What is a Remedial Cost Estimate?

The RCE would typically be completed after a subsurface investigation and/or site characterization confirmed the presence of and extent of contamination at a site.  The more data is available, the more comprehensive and accurate the RCE will be.

Similar to the process of conducting due diligence for any property (for example, a Phase I Environmental Site Assessment (ESA) or Property Condition Assessment (PCA)), the RCE not only considers the monetary cost of remediation, but other factors that could effect your bottom line, as well as your project schedule. An environmental remediation specialist will calculate the cost of the proposed scope of work that would be necessary to bring the property up to environmental compliance standards. They will review any prior reports and data to determine the magnitude and options available to obtain regulatory compliance. Other factors that these professionals will consider include regulatory requirements and operations throughout and after the remediation.  The RCE should answer two questions: 1) What is the cost to clean up the site? and 2) What is required to receive a No Further Action (NFA) status from the regulators?

Why do I need an itemized Remedial Cost Estimate?

An RCE can be a determining factor in successfully negotiating the cost and conditions in the sale of an environmentally impacted property. By taking the time to have an itemized cost estimate, you are less likely to encounter a surprising cost or schedule delay in the middle of your transaction. A crucial component of a complete RCE is consideration of regulatory requirements that could impose additional time and cost, especially in states where the cleanup requirements are not as straightforward as in other states or where licensed environmental specialists are required. Another common oversight is that the cost engineer will not include all costs that can go along with remediation, such as a human health risk assessment and/or the cost of long term operations and post-remediation maintenance or monitoring. A remediation professional should be fully educated on state laws and regulations, which could save you or your client from incurring the costly fines associated when the work is not done in compliance.

If you are going into the transaction knowing that the property is contaminated, you may save money at the onset of the project by including the costs of the remediation into your initial design or development. A RCE will give both the buyer and seller a better idea of the overall land value and possible development options prior to the sale.

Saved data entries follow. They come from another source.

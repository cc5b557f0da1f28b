use axum::{
    extract::{Path, Query, State},
    Json,
};
use match_engine::models::{DiscoveryFilters, ProfileUpdate};
use match_engine::WorkflowError;
use serde_json::{json, Value};

use crate::error::AppResult;
use crate::middleware::auth::AuthPlayer;
use crate::AppState;

pub async fn get_me(
    State(state): State<AppState>,
    player: axum::Extension<AuthPlayer>,
) -> AppResult<Json<Value>> {
    let profile = state.workflow.players.profile(&player.id).await?;
    Ok(Json(json!({ "player": profile })))
}

pub async fn update_me(
    State(state): State<AppState>,
    player: axum::Extension<AuthPlayer>,
    Json(body): Json<ProfileUpdate>,
) -> AppResult<Json<Value>> {
    let profile = state
        .workflow
        .players
        .update_profile(&player.actor(), body)
        .await?;
    Ok(Json(json!({ "player": profile })))
}

pub async fn get_player(
    State(state): State<AppState>,
    Path(id): Path<String>,
) -> AppResult<Json<Value>> {
    let card = state.workflow.players.card(&id).await?;
    Ok(Json(json!({ "player": card })))
}

/// Player discovery. Degrades to an empty list when the store is unavailable.
pub async fn discover(
    State(state): State<AppState>,
    player: axum::Extension<AuthPlayer>,
    Query(filters): Query<DiscoveryFilters>,
) -> AppResult<Json<Value>> {
    match state.workflow.players.discover(&player.actor(), &filters).await {
        Ok(players) => Ok(Json(json!({ "players": players }))),
        Err(WorkflowError::Store(e)) => {
            tracing::warn!(user_id = %player.id, "player discovery degraded: {e}");
            Ok(Json(json!({ "players": [], "degraded": true })))
        }
        Err(e) => Err(e.into()),
    }
}
use axum::{extract::State, Json};
use serde_json::{json, Value};

use crate::AppState;

pub async fn health(State(state): State<AppState>) -> Json<Value> {
    let (backend, store_ok) = match &state.db {
        Some(pool) => (
            "postgres",
            sqlx::query_scalar::<_, i32>("SELECT 1")
                .fetch_one(pool)
                .await
                .is_ok(),
        ),
        None => ("memory", true),
    };

    let status = if store_ok { "healthy" } else { "degraded" };
    Json(json!({
        "status": status,
        "store": backend,
        "storeOk": store_ok,
        "timestamp": chrono::Utc::now(),
    }))
}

In some states, there are also tax breaks to be made for cleaning and redeveloping a Brownfield or environmentally challenged properties. Some states offer financial assistance through the regulatory agency or through third parties to assist in efforts to achieve regulatory compliance.

While there is always the possibility of environmental issues coming up during a sale or development project, risk assessment and management is your best bet to be prepared to bring your property to compliance, negotiating a fair selling price, or ensuring that your transaction is a success. In the long term, after your deal finalized, a complete, itemized RCE could be essential for planning, budgeting, establishing reserves, property acquisitions, and financing. Most critical to obtaining a quality RCE is engaging a consultant that is highly experienced in conducting environmental remediation and is knowledgeable of the individual state regulatory requirements.  A good consultant can guide you to efficient and effective remediation methods to achieve compliance and closure.